> [Task statement]: Collect every line in the records below that contains the word "missing".

> [Data records]:
-------

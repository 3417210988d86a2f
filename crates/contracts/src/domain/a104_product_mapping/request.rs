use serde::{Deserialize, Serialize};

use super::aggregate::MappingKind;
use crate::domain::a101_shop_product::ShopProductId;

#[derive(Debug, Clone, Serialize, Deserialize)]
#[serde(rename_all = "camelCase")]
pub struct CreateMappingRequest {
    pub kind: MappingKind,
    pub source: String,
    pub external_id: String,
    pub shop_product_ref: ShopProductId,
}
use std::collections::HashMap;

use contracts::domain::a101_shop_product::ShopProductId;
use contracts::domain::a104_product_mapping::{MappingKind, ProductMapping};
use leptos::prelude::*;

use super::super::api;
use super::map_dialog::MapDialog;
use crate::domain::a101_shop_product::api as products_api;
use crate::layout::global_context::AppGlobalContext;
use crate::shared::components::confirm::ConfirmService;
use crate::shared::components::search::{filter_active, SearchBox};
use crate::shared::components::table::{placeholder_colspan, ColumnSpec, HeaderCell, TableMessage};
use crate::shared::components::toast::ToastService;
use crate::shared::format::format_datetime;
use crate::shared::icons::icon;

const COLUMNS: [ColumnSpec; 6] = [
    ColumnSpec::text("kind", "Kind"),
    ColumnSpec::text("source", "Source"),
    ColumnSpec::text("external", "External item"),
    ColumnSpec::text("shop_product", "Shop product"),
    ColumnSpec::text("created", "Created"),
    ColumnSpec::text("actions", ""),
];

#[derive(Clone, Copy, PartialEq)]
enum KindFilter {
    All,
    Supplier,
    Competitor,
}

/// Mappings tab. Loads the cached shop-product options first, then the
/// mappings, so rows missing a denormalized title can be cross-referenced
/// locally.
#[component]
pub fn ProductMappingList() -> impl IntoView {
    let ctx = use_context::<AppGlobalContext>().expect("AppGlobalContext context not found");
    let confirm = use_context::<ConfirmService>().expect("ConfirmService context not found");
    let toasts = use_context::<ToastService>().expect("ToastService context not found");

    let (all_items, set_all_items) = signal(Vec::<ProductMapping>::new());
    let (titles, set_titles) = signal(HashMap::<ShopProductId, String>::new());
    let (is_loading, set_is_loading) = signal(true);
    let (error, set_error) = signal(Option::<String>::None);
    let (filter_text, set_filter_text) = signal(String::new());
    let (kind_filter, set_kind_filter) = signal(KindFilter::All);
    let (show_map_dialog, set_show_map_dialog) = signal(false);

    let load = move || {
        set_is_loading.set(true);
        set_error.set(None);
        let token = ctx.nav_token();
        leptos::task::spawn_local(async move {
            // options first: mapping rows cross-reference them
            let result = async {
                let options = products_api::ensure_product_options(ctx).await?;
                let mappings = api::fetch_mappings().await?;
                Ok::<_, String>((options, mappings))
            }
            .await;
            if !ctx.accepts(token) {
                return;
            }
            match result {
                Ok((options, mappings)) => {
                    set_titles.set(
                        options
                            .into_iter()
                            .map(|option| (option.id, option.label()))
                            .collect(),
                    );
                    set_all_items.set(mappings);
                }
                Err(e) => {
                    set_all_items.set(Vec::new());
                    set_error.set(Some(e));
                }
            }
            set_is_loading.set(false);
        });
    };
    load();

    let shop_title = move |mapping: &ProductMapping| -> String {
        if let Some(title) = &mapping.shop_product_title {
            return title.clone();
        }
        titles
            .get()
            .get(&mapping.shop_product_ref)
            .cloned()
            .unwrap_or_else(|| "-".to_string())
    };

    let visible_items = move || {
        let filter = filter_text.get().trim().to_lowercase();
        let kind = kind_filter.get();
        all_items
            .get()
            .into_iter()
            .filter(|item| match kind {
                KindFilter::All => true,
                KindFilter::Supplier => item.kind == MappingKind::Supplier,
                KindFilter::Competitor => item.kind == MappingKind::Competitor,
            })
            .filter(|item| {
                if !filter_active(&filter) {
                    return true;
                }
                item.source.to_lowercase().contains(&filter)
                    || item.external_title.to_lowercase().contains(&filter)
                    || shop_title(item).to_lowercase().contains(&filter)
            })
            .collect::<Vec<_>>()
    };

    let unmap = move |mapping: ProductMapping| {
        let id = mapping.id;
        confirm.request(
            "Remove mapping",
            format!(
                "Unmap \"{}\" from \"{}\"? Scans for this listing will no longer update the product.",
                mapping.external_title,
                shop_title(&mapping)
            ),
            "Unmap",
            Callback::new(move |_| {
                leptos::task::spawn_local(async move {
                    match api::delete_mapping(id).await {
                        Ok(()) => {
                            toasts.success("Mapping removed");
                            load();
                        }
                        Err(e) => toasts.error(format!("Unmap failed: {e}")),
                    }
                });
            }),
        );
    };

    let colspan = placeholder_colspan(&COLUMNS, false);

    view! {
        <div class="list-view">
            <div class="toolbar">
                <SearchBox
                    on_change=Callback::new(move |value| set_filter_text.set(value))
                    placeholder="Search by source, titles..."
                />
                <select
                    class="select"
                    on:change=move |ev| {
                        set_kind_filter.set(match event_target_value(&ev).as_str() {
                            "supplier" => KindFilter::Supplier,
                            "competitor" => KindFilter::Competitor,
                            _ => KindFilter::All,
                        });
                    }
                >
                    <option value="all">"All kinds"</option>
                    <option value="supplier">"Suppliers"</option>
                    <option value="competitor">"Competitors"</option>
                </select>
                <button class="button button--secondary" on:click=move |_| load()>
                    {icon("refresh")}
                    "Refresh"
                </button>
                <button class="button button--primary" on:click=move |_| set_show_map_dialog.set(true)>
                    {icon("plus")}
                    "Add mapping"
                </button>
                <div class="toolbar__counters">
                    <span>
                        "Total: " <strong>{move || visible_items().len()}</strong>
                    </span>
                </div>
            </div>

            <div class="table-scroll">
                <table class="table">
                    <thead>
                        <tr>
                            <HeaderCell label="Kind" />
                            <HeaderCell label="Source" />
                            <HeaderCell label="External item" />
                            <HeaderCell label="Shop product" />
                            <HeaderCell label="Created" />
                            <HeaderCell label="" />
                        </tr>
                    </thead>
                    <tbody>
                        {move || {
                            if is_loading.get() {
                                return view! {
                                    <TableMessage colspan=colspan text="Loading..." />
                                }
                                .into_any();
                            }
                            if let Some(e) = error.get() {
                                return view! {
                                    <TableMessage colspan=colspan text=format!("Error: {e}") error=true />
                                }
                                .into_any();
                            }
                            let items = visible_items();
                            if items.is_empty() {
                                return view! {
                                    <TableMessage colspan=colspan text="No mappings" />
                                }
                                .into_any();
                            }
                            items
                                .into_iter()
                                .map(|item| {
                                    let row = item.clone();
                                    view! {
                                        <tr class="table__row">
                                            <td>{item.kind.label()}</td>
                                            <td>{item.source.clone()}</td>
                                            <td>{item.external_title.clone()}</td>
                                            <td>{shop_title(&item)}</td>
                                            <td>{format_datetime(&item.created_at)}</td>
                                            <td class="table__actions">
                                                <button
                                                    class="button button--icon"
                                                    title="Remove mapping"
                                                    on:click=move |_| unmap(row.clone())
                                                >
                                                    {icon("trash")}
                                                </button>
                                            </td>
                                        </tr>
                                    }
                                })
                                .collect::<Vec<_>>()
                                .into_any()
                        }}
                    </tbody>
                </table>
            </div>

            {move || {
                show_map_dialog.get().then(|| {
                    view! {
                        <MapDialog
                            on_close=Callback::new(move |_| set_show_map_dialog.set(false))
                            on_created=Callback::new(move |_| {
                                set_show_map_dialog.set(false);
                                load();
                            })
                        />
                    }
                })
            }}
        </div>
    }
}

-------

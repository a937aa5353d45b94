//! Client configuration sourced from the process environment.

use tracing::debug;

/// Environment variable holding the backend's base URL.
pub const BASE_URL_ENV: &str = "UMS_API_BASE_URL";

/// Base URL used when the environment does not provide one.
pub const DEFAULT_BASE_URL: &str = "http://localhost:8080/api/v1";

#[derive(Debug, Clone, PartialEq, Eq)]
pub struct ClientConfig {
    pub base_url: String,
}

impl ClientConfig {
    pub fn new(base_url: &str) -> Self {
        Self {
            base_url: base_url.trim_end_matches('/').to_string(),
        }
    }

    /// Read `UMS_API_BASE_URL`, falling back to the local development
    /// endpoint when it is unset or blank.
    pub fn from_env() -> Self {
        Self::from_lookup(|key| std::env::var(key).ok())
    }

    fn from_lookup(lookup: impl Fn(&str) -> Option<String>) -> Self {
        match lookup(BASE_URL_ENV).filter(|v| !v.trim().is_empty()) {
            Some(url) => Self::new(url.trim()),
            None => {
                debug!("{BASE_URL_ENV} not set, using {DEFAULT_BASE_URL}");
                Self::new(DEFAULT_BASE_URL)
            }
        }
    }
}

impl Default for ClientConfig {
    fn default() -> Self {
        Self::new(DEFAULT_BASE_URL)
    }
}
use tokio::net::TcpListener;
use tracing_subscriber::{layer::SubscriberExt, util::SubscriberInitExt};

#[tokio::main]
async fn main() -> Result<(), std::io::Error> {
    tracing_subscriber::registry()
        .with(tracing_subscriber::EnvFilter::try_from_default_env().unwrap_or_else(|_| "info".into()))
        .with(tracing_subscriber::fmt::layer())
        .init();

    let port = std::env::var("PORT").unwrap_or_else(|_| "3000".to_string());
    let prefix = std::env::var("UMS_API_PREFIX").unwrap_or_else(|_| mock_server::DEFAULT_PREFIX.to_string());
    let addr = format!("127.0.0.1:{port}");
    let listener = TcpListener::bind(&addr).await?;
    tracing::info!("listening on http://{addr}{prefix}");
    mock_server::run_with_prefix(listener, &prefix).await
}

-------

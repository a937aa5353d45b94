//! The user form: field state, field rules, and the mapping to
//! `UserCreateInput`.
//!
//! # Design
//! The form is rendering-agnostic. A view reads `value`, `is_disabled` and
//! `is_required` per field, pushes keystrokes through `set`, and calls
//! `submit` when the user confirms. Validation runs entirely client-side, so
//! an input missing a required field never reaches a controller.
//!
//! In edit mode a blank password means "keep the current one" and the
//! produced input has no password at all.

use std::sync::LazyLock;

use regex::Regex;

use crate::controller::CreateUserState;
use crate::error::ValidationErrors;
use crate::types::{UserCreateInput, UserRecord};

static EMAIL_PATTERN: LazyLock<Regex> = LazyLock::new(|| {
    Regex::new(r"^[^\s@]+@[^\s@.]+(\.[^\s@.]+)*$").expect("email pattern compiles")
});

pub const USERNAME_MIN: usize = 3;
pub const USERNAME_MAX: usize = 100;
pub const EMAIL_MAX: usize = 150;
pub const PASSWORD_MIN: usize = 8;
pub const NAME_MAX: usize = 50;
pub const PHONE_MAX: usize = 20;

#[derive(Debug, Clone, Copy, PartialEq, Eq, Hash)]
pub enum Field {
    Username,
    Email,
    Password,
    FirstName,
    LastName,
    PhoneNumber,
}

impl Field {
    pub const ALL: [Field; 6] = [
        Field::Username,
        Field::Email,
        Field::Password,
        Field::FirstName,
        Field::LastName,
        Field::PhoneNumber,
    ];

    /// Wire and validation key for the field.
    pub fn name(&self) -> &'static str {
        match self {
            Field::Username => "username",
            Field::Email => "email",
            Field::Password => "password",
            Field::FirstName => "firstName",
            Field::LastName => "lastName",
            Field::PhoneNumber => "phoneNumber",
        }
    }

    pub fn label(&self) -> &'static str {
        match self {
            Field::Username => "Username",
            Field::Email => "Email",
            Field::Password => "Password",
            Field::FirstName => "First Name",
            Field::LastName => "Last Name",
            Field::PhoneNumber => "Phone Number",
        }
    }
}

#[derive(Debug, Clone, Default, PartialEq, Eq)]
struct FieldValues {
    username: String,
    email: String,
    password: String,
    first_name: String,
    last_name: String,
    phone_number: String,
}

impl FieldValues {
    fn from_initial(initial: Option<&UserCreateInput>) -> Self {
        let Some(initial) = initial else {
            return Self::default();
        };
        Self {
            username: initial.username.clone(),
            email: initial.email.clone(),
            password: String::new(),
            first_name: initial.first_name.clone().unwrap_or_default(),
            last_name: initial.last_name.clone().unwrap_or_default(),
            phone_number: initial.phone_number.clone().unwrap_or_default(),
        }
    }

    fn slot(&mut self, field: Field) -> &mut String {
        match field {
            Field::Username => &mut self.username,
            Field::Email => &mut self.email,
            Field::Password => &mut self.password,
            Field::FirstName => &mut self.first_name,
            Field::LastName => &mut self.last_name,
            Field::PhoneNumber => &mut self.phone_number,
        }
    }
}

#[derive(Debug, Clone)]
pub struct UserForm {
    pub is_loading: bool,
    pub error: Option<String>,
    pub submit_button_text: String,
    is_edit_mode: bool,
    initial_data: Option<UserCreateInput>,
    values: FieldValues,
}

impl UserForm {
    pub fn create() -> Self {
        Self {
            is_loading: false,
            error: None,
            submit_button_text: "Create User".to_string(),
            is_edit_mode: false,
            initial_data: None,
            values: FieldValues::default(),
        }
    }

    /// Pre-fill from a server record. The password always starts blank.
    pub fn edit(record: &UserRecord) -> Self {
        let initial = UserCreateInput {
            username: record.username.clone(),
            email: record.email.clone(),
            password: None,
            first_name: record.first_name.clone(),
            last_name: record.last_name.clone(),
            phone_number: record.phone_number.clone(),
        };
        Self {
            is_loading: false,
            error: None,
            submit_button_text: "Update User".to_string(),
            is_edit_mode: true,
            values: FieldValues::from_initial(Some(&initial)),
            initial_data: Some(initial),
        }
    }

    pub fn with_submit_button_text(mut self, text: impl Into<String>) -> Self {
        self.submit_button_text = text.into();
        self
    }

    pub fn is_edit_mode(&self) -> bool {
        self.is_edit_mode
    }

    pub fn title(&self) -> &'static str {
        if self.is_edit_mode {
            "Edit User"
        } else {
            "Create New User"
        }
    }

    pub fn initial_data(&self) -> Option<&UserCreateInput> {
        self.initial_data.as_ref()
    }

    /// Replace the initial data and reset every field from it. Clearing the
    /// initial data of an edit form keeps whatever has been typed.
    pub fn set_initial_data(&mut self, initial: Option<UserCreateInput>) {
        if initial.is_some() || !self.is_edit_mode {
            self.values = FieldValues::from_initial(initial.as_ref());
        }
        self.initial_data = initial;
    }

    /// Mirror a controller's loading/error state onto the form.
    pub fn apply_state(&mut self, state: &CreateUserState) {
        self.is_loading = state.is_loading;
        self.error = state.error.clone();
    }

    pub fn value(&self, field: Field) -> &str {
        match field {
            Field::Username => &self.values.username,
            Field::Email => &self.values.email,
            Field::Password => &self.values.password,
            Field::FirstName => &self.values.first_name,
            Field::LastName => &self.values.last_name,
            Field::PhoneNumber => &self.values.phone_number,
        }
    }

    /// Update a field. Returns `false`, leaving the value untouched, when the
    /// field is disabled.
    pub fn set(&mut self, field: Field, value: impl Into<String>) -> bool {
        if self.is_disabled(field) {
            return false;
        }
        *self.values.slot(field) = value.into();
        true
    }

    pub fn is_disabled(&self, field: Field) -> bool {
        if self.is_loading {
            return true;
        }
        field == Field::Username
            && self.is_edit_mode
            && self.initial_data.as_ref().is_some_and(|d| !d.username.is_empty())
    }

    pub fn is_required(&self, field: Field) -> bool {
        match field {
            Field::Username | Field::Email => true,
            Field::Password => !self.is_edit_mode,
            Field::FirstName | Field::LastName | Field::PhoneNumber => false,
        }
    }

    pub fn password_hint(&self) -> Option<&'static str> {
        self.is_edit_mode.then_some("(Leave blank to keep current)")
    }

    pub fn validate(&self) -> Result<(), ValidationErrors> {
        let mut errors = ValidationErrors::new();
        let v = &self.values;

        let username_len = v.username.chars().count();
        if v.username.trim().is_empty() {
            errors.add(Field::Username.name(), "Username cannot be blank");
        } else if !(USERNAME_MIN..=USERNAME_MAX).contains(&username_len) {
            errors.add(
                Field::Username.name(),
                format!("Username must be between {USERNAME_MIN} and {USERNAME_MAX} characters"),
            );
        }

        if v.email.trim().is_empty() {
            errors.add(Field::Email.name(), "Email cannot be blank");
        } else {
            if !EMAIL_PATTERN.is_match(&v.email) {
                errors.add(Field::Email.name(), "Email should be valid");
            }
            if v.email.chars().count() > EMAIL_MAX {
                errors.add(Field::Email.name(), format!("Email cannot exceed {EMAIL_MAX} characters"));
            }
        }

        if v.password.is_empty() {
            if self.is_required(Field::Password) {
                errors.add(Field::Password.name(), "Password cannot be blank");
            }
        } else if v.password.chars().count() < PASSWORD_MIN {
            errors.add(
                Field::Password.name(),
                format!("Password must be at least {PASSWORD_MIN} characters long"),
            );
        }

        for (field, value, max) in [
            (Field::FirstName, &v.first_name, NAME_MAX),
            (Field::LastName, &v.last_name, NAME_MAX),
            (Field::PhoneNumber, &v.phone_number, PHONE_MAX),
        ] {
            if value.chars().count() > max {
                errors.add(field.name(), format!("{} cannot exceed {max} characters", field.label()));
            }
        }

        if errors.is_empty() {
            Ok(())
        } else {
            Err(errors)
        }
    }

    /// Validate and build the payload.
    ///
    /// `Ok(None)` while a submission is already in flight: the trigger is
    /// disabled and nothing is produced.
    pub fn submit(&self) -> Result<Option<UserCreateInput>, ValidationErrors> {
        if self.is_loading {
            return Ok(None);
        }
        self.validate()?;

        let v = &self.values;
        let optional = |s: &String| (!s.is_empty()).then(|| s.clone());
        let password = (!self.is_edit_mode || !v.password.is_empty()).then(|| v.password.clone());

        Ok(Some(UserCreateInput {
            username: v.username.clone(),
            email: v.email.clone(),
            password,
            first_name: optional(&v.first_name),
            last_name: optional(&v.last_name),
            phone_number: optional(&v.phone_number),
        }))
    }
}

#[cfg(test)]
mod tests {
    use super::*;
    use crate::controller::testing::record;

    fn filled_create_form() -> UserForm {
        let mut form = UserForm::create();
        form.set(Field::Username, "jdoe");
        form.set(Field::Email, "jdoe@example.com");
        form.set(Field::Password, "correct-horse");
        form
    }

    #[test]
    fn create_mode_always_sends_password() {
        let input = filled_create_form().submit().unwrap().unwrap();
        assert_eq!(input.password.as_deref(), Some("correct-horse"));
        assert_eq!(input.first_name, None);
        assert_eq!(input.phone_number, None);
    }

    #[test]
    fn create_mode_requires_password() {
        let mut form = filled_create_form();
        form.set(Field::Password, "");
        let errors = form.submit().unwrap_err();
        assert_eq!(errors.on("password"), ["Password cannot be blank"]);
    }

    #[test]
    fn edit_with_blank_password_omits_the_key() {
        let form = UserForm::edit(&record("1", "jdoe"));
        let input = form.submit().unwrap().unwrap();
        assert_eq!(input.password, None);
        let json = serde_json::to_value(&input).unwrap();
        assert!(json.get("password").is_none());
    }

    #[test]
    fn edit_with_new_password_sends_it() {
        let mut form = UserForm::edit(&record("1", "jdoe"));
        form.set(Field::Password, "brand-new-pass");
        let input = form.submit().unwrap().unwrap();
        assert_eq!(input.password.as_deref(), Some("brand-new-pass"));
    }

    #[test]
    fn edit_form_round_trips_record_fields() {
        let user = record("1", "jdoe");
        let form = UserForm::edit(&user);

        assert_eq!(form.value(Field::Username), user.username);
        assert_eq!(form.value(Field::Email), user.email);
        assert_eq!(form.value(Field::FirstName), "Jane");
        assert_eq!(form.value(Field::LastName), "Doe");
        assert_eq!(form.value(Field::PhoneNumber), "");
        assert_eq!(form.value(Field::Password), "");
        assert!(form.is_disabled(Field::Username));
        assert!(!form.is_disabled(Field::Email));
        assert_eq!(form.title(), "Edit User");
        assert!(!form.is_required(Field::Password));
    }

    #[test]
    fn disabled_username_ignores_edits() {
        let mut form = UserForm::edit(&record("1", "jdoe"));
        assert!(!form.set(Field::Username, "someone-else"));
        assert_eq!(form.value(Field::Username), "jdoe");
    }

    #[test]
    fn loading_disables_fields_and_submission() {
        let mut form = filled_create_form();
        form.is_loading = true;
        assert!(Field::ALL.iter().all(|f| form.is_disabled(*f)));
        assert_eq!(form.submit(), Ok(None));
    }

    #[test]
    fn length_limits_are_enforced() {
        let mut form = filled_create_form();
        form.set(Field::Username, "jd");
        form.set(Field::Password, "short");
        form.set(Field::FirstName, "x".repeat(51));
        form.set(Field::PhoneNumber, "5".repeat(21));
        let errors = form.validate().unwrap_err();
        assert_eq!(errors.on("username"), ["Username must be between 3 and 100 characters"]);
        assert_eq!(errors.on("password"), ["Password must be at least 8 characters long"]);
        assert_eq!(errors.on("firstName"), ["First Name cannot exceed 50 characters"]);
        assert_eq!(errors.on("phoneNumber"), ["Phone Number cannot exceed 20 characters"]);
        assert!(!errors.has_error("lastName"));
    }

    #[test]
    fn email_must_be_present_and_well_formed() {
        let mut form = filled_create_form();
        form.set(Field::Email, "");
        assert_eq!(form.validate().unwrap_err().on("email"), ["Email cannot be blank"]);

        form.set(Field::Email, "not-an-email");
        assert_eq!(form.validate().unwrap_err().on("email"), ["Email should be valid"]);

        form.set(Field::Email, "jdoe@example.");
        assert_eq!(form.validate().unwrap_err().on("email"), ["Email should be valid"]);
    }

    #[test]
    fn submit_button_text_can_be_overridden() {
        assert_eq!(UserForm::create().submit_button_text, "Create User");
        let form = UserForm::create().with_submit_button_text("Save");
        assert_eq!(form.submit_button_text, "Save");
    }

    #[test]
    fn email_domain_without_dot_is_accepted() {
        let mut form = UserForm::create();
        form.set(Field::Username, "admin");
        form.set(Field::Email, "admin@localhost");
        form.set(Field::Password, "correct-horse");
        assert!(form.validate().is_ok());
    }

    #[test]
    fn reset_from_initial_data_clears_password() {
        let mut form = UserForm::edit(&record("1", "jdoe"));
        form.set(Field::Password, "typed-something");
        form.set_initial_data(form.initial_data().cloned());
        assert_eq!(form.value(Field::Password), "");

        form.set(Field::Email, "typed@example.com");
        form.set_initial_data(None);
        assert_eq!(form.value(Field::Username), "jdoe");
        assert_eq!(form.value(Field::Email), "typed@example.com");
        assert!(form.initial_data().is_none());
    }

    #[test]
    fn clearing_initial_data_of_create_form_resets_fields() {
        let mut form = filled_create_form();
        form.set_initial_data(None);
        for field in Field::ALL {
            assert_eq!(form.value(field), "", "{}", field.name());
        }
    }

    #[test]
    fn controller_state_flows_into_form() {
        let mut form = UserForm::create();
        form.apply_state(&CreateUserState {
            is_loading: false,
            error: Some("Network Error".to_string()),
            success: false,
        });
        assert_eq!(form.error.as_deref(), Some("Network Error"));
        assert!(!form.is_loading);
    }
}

-------

> [Result of this task]:
/// mappings, so rows missing a denormalized title can be cross-referenced
//! an input missing a required field never reaches a controller.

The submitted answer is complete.